→ Activity
The expected output is exactly the lines below, starting at the line with "filename crates/orrery-engine/src/components/sprite.rs" and ending at the line with "#[derive(Debug, Clone, PartialEq)]", both included; no other line belongs in it.

Dataset entries
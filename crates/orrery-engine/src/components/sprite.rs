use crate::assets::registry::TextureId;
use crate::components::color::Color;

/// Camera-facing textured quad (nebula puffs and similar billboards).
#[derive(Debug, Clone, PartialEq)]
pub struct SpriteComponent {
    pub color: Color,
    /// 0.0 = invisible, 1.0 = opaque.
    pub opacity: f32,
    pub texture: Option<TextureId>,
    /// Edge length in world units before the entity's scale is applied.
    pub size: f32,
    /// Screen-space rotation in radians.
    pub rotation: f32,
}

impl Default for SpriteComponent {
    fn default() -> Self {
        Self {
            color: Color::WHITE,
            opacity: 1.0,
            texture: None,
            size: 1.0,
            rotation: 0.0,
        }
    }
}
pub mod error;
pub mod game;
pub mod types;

* * *

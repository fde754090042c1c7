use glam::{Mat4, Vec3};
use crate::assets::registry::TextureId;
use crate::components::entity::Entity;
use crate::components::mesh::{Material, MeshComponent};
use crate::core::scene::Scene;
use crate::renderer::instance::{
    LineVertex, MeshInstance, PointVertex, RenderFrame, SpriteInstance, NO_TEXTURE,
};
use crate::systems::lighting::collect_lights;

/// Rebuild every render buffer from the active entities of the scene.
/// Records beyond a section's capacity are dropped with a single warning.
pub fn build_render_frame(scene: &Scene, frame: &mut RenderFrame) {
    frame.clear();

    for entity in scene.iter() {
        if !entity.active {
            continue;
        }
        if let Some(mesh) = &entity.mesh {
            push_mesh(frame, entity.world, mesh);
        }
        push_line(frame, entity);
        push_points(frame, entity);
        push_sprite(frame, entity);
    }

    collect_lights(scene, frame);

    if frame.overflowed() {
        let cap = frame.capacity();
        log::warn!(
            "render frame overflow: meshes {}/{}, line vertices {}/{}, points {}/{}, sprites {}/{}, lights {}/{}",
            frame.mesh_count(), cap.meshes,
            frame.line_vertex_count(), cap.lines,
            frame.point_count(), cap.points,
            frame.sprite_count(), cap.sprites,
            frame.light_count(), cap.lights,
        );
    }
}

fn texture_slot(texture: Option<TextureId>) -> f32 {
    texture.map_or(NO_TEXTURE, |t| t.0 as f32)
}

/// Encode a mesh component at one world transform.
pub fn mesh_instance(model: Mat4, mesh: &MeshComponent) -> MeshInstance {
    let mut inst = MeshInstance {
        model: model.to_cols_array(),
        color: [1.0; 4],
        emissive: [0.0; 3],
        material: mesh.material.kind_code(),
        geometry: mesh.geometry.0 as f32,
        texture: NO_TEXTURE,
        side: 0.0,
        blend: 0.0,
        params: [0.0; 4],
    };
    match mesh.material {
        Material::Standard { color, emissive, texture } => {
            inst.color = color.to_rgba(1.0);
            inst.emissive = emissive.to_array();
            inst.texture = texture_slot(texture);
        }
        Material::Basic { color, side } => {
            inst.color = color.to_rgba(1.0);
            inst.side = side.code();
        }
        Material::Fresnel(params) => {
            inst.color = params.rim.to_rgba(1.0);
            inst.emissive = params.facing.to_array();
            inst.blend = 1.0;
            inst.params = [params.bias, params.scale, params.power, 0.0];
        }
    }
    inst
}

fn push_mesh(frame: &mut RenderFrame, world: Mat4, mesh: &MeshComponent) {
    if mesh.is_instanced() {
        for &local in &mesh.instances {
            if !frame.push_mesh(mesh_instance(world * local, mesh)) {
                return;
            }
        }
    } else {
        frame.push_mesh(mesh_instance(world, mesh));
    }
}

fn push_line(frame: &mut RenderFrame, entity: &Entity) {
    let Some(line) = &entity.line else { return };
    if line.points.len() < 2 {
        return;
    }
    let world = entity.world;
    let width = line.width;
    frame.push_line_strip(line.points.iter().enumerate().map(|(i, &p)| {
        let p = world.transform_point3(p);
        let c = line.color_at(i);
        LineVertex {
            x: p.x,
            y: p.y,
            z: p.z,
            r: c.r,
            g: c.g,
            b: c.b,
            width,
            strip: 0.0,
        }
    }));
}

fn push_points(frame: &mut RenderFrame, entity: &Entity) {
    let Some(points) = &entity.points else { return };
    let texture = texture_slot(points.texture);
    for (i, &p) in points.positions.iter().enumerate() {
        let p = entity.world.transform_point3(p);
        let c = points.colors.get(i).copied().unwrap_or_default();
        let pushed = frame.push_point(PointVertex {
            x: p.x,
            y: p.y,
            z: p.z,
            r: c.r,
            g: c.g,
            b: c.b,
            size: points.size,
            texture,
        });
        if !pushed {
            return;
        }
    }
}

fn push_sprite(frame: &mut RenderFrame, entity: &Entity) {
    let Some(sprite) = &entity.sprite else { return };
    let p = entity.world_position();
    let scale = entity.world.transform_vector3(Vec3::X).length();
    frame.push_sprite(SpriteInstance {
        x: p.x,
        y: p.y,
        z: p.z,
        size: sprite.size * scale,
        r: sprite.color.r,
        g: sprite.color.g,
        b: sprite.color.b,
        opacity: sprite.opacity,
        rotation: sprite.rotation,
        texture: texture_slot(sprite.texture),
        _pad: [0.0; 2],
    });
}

→ Solution to this exercise
filename crates/orrery-engine/src/components/sprite.rs
use crate::assets::registry::TextureId;
use crate::components::color::Color;

/// Camera-facing textured quad (nebula puffs and similar billboards).
#[derive(Debug, Clone, PartialEq)]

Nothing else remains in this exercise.